Start of Block

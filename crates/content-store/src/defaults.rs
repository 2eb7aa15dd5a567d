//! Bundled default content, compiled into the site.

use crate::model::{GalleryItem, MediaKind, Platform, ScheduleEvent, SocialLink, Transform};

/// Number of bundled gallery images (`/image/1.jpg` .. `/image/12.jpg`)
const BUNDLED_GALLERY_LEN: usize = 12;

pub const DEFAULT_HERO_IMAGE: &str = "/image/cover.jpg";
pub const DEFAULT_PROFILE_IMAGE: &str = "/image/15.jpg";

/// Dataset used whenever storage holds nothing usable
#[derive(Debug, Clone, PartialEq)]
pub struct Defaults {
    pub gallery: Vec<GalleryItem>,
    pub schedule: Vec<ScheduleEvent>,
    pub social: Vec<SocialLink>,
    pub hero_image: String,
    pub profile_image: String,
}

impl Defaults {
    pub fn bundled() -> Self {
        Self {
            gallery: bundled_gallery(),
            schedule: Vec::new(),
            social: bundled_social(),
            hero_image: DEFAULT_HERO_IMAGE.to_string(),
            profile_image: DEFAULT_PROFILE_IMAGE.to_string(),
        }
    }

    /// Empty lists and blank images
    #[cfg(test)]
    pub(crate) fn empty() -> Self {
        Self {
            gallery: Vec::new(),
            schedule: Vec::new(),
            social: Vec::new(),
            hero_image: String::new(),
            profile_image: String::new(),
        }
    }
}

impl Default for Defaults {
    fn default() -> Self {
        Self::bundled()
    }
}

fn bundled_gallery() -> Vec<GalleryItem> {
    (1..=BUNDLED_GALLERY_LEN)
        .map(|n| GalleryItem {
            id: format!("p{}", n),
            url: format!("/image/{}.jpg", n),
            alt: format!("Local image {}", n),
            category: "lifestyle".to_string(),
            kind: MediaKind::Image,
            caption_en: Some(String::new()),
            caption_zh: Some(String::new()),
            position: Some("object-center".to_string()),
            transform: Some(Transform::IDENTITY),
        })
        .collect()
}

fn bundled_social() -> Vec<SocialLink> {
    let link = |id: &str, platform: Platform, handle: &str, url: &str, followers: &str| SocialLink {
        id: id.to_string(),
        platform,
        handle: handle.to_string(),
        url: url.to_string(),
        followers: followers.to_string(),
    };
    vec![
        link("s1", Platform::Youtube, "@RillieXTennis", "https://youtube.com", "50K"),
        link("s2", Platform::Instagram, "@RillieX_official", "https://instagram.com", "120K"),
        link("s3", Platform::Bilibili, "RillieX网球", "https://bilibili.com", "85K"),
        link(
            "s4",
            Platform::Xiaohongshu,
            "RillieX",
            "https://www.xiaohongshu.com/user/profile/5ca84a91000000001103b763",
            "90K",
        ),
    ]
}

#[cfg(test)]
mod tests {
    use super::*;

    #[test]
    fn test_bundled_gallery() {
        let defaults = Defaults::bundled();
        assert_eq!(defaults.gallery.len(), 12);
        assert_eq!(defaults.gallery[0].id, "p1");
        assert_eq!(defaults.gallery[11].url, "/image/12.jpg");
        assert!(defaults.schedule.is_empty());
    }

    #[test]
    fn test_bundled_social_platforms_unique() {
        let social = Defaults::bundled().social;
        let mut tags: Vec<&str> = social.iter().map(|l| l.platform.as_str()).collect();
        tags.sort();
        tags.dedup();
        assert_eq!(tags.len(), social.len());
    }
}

End of Block

**WHAT THE TASK REQUIRES:** Each record above should be reproduced in full, exactly as it stands.

**SOLUTION:**
filename crates/content-store/src/defaults.rs
repository 2eb7aa15dd5a567d
//! Bundled default content, compiled into the site.

use crate::model::{GalleryItem, MediaKind, Platform, ScheduleEvent, SocialLink, Transform};

/// Number of bundled gallery images (`/image/1.jpg` .. `/image/12.jpg`)
const BUNDLED_GALLERY_LEN: usize = 12;

pub const DEFAULT_HERO_IMAGE: &str = "/image/cover.jpg";
pub const DEFAULT_PROFILE_IMAGE: &str = "/image/15.jpg";

/// Dataset used whenever storage holds nothing usable
#[derive(Debug, Clone, PartialEq)]
pub struct Defaults {
    pub gallery: Vec<GalleryItem>,
    pub schedule: Vec<ScheduleEvent>,
    pub social: Vec<SocialLink>,
    pub hero_image: String,
    pub profile_image: String,
}

impl Defaults {
    pub fn bundled() -> Self {
        Self {
            gallery: bundled_gallery(),
            schedule: Vec::new(),
            social: bundled_social(),
            hero_image: DEFAULT_HERO_IMAGE.to_string(),
            profile_image: DEFAULT_PROFILE_IMAGE.to_string(),
        }
    }

    /// Empty lists and blank images
    #[cfg(test)]
    pub(crate) fn empty() -> Self {
        Self {
            gallery: Vec::new(),
            schedule: Vec::new(),
            social: Vec::new(),
            hero_image: String::new(),
            profile_image: String::new(),
        }
    }
}

impl Default for Defaults {
    fn default() -> Self {
        Self::bundled()
    }
}

fn bundled_gallery() -> Vec<GalleryItem> {
    (1..=BUNDLED_GALLERY_LEN)
        .map(|n| GalleryItem {
            id: format!("p{}", n),
            url: format!("/image/{}.jpg", n),
            alt: format!("Local image {}", n),
            category: "lifestyle".to_string(),
            kind: MediaKind::Image,
            caption_en: Some(String::new()),
            caption_zh: Some(String::new()),
            position: Some("object-center".to_string()),
            transform: Some(Transform::IDENTITY),
        })
        .collect()
}

fn bundled_social() -> Vec<SocialLink> {
    let link = |id: &str, platform: Platform, handle: &str, url: &str, followers: &str| SocialLink {
        id: id.to_string(),
        platform,
        handle: handle.to_string(),
        url: url.to_string(),
        followers: followers.to_string(),
    };
    vec![
        link("s1", Platform::Youtube, "@RillieXTennis", "https://youtube.com", "50K"),
        link("s2", Platform::Instagram, "@RillieX_official", "https://instagram.com", "120K"),
        link("s3", Platform::Bilibili, "RillieX网球", "https://bilibili.com", "85K"),
        link(
            "s4",
            Platform::Xiaohongshu,
            "RillieX",
            "https://www.xiaohongshu.com/user/profile/5ca84a91000000001103b763",
            "90K",
        ),
    ]
}

#[cfg(test)]
mod tests {
    use super::*;

    #[test]
    fn test_bundled_gallery() {
        let defaults = Defaults::bundled();
        assert_eq!(defaults.gallery.len(), 12);
        assert_eq!(defaults.gallery[0].id, "p1");
        assert_eq!(defaults.gallery[11].url, "/image/12.jpg");
        assert!(defaults.schedule.is_empty());
    }

    #[test]
    fn test_bundled_social_platforms_unique() {
        let social = Defaults::bundled().social;
        let mut tags: Vec<&str> = social.iter().map(|l| l.platform.as_str()).collect();
        tags.sort();
        tags.dedup();
        assert_eq!(tags.len(), social.len());
    }
}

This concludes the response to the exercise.